Ohio State University leads the pack with $1.2 billion in a type of reserves known as unrestricted net assets, according to a document compiled by Senate Finance Chairman Chris Widener and obtained Monday by The Associated Press. Eleven more universities or colleges are holding more than $50 million in such assets, the document shows.
Widener, R-Springfield, told the AP he has met with university presidents and financial officers as well as state Chancellor Jim Petro about his findings. His concern is that some institutions are holding almost a year’s worth of expenses in their accounts, even as state budget writers are poised to allow them to raise tuition by as much as 3.5 percent.
“It’s our job as legislators to know the whole picture and to know why they would need increases in tuition and, at the same time, state support when their financial picture seems pretty strong,” he said. “My concern is families that are struggling to pay for college in a tough economic environment.”
Officials defended the reserves as a necessary part of their institutions’ financial well-being.
Bruce Johnson, executive director of the Inter- University Council of Ohio, which represents public universities, said unrestricted net assets shouldn’t be misunderstood.
“Is there cash on hand at university campuses? The answer is yes,” said Johnson, who also has met with Widener on the issue. “These are, in some cases, multi-billion[-dollar] institutions. If they’re going to meet their payroll, they need cash on hand. Universities are self-insured. They have to be prepared to pay cancer bills [for sick employees] right out of their pockets. Their liabilities is what’s missing from this picture.”
As the state faces an $8 billion budget gap, universities are fighting the perception that their cash reserves could help fill a significant portion of that hole.
Johnson said he’s fighting the notion of draining universities’ cash reserves for that purpose because it would set the schools on unsteady financial footing. Such a scenario would require them “to raise and lower tuition on a monthly basis” in order to meet their financial obligations.
Geoff Chatas, chief financial officer at Ohio State, said the reserves are part of complex budget calculations at the institution that determine their bond ratings, the interest rates at which they can borrow money and their insurance rates.

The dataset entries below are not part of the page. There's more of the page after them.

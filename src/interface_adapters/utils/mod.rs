pub mod rng;
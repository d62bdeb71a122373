pub mod domain;
pub mod frameworks;
pub mod interface_adapters;
pub mod use_cases;

pub use frameworks::config::http_port;
pub use frameworks::server::run;
//! Configuration validation.
//!
//! # Responsibilities
//! - Semantic validation (serde handles syntactic)
//! - Check declared actions (unique names, valid status codes)
//! - Validate value ranges (timeouts > 0, addresses parse)
//! - Compile every path (with group prefixes applied) and domain pattern
//!   before it reaches the registry
//!
//! # Design Decisions
//! - Returns all validation errors, not just first
//! - Validation is pure function: RouterConfig → Result<(), Vec<ValidationError>>
//! - Runs before config is accepted into the system

use std::collections::HashSet;
use std::net::SocketAddr;

use axum::http::StatusCode;
use thiserror::Error;

use crate::config::schema::{ActionKind, GroupConfig, RouteConfig, RouterConfig};
use crate::routing::registry::join_prefixes;
use crate::routing::{DomainPattern, PathPattern, PatternError};

#[derive(Debug, Clone, PartialEq, Eq, Error)]
pub enum ValidationError {
    #[error("invalid bind address '{0}'")]
    BindAddress(String),

    #[error("invalid metrics address '{0}'")]
    MetricsAddress(String),

    #[error("{0} must be greater than zero")]
    Zero(&'static str),

    #[error("invalid path pattern '{path}': {source}")]
    Path { path: String, source: PatternError },

    #[error("invalid domain pattern '{pattern}': {source}")]
    Domain { pattern: String, source: PatternError },

    #[error("action '{0}' is declared more than once")]
    DuplicateAction(String),

    #[error("action '{action}' has invalid status {status}")]
    InvalidStatus { action: String, status: u16 },
}

/// Validate a parsed configuration.
///
/// Action and middleware names are not checked here: application code may
/// register handlers the file never mentions. Name resolution against the
/// real handler table happens when the dispatcher is built.
pub fn validate_config(config: &RouterConfig) -> Result<(), Vec<ValidationError>> {
    let mut errors = Vec::new();

    if config.listener.bind_address.parse::<SocketAddr>().is_err() {
        errors.push(ValidationError::BindAddress(config.listener.bind_address.clone()));
    }
    if config.listener.max_connections == 0 {
        errors.push(ValidationError::Zero("listener.max_connections"));
    }
    if config.timeouts.request_secs == 0 {
        errors.push(ValidationError::Zero("timeouts.request_secs"));
    }
    if config.rate_limit.requests_per_second == 0 {
        errors.push(ValidationError::Zero("rate_limit.requests_per_second"));
    }
    if config.rate_limit.burst_size == 0 {
        errors.push(ValidationError::Zero("rate_limit.burst_size"));
    }
    if config.observability.metrics_enabled
        && config.observability.metrics_address.parse::<SocketAddr>().is_err()
    {
        errors.push(ValidationError::MetricsAddress(
            config.observability.metrics_address.clone(),
        ));
    }

    let mut declared = HashSet::new();
    for action in &config.actions {
        if !declared.insert(action.name.as_str()) {
            errors.push(ValidationError::DuplicateAction(action.name.clone()));
        }
        let status = match &action.kind {
            ActionKind::Text { status, .. } | ActionKind::Redirect { status, .. } => Some(*status),
            ActionKind::Echo => None,
        };
        if let Some(status) = status {
            if StatusCode::from_u16(status).is_err() {
                errors.push(ValidationError::InvalidStatus {
                    action: action.name.clone(),
                    status,
                });
            }
        }
    }

    let mut checker = Checker {
        prefixes: Vec::new(),
        errors: &mut errors,
    };

    checker.routes(&config.routes);
    checker.groups(&config.groups);
    for domain in &config.domains {
        if let Err(source) = DomainPattern::parse(&domain.pattern) {
            checker.errors.push(ValidationError::Domain {
                pattern: domain.pattern.clone(),
                source,
            });
        }
        checker.routes(&domain.routes);
        checker.groups(&domain.groups);
    }

    if errors.is_empty() {
        Ok(())
    } else {
        Err(errors)
    }
}

/// Compiles paths exactly as the registry will see them.
struct Checker<'c> {
    prefixes: Vec<&'c str>,
    errors: &'c mut Vec<ValidationError>,
}

impl<'c> Checker<'c> {
    fn compile(&mut self, path: String) {
        if let Err(source) = PathPattern::parse(&path) {
            self.errors.push(ValidationError::Path { path, source });
        }
    }

    fn routes(&mut self, routes: &'c [RouteConfig]) {
        for route in routes {
            let full = join_prefixes(self.prefixes.iter().copied(), &route.path);
            self.compile(full);
        }
    }

    fn groups(&mut self, groups: &'c [GroupConfig]) {
        for group in groups {
            let pushed = match group.prefix.as_deref() {
                Some(prefix) => {
                    self.prefixes.push(prefix);
                    // An empty group still reports a broken prefix.
                    if group.routes.is_empty() && group.groups.is_empty() {
                        let full = join_prefixes(self.prefixes.iter().copied(), "");
                        self.compile(full);
                    }
                    true
                }
                None => false,
            };
            self.routes(&group.routes);
            self.groups(&group.groups);
            if pushed {
                self.prefixes.pop();
            }
        }
    }
}
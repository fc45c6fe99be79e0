//! Shared utilities for integration testing.

use std::net::SocketAddr;
use std::time::Duration;

use axum::http::StatusCode;
use axum::response::Response;
use tokio::net::TcpListener;
use tokio::sync::mpsc;
use tokio::task::JoinHandle;

use domain_router::http::response;
use domain_router::http::{HttpServer, Request, ServerError};
use domain_router::routing::{Action, Handlers, Outcome, RouteParams};
use domain_router::{RouterConfig, Shutdown};

/// Action answering `<tag>:<param values joined by ','>`.
#[allow(dead_code)]
pub fn tagged(tag: &'static str) -> impl Action {
    move |_: Request, params: RouteParams| async move {
        response::text(StatusCode::OK, format!("{}:{}", tag, params.values().join(",")))
    }
}

#[allow(dead_code)]
pub async fn body_text(response: Response) -> String {
    let bytes = axum::body::to_bytes(response.into_body(), usize::MAX).await.unwrap();
    String::from_utf8(bytes.to_vec()).unwrap()
}

/// Body of a handled outcome; panics on not-found or errors.
#[allow(dead_code)]
pub async fn handled_body(outcome: Outcome) -> String {
    match outcome {
        Outcome::Handled(response) => body_text(response).await,
        other => panic!("expected a handled outcome, got {:?}", other),
    }
}

/// A server running on an ephemeral local port.
#[allow(dead_code)]
pub struct RunningServer {
    pub addr: SocketAddr,
    pub shutdown: Shutdown,
    pub updates: mpsc::UnboundedSender<RouterConfig>,
    pub handle: JoinHandle<Result<(), ServerError>>,
}

#[allow(dead_code)]
impl RunningServer {
    pub fn url(&self, path: &str) -> String {
        format!("http://{}{}", self.addr, path)
    }

    /// Trigger shutdown and wait for the server task to finish.
    pub async fn stop(self) {
        self.shutdown.trigger();
        tokio::time::timeout(Duration::from_secs(5), self.handle)
            .await
            .expect("server did not stop in time")
            .expect("server task panicked")
            .expect("server returned an error");
    }
}

#[allow(dead_code)]
pub async fn start_server(config: RouterConfig, handlers: Handlers) -> RunningServer {
    let listener = TcpListener::bind("127.0.0.1:0").await.unwrap();
    let addr = listener.local_addr().unwrap();

    let server = HttpServer::new(config, handlers).unwrap();
    let shutdown = Shutdown::new();
    let (updates, config_updates) = mpsc::unbounded_channel();
    let handle = tokio::spawn(server.run(listener, config_updates, shutdown.subscribe()));

    RunningServer {
        addr,
        shutdown,
        updates,
        handle,
    }
}

/// HTTP client that does not follow redirects.
#[allow(dead_code)]
pub fn client() -> reqwest::Client {
    reqwest::Client::builder()
        .redirect(reqwest::redirect::Policy::none())
        .timeout(Duration::from_secs(5))
        .build()
        .unwrap()
}
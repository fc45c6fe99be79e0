//! Route declarations from configuration.
//!
//! Registration order follows the file: top-level routes, then groups,
//! then domain blocks (their routes, then their groups).

use crate::config::schema::{GroupConfig, RouteConfig, RouterConfig};
use crate::routing::error::RouteError;
use crate::routing::registry::{GroupAttributes, RouteRegistry};

/// Build a registry from the route tables of `config`.
pub fn build_registry(config: &RouterConfig) -> Result<RouteRegistry, RouteError> {
    let mut registry = RouteRegistry::new();

    if let Some(action) = &config.router.default_action {
        registry.set_default(action.as_str());
    }

    declare_routes(&mut registry, &config.routes)?;
    declare_groups(&mut registry, &config.groups)?;

    for domain in &config.domains {
        registry.domain(&domain.pattern, |r| {
            if let Some(action) = &domain.default_action {
                r.set_default(action.as_str());
            }
            declare_routes(r, &domain.routes)?;
            declare_groups(r, &domain.groups)
        })?;
    }

    Ok(registry)
}

fn declare_routes(registry: &mut RouteRegistry, routes: &[RouteConfig]) -> Result<(), RouteError> {
    for route in routes {
        registry
            .add_route(route.method, &route.path, route.action.as_str())?
            .middleware(route.middleware.iter().map(String::as_str));
    }
    Ok(())
}

fn declare_groups(registry: &mut RouteRegistry, groups: &[GroupConfig]) -> Result<(), RouteError> {
    for group in groups {
        let mut attributes = GroupAttributes::new().middleware(group.middleware.iter().map(String::as_str));
        if let Some(prefix) = &group.prefix {
            attributes = attributes.prefix(prefix.as_str());
        }
        registry.group(attributes, |r| {
            declare_routes(r, &group.routes)?;
            declare_groups(r, &group.groups)
        })?;
    }
    Ok(())
}
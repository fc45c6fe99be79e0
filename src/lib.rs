//! Domain-aware HTTP request router.
//!
//! Routes are declared per HTTP method, optionally inside prefix/middleware
//! groups and domain blocks, then frozen into an immutable table. Each
//! request is matched in two phases (domain-constrained routes, then shared
//! routes), falls back to domain or global defaults on `/`, and runs through
//! its middleware chain into the named action.

pub mod config;
pub mod http;
pub mod lifecycle;
pub mod observability;
pub mod routing;
pub mod security;

pub use config::schema::RouterConfig;
pub use http::HttpServer;
pub use lifecycle::Shutdown;
pub use routing::{Dispatcher, Handlers, RouteRegistry};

Chatas said the university is losing $65 million in state aid under the current version of the $55 billion, two-year state budget. A pending tuition increase won’t make up the difference, he said. The university raised tuition 7 percent during the last school year.
“We’re moving forward in a financially conservative way to make sure we’re not only strong today but strong for tomorrow as well,” he said.
Spokeswoman Claire Wagner at Miami University, which has unrestricted net assets of more than $167 million, said the state requires universities to keep a certain amount of a debt cushion.
“When we’re building and we need to borrow, it’s based on confidence that we can pay our debt,” she said. “It really is there to establish a safety factor.”
Widener said he’d like to review the debt and income ratios imposed on Ohio’s public colleges and universities in 1997. The requirements were laid out in Senate Bill 6, a response to financial crises at Ohio University and Central State University in the ’80s and ’90s that nearly closed the schools.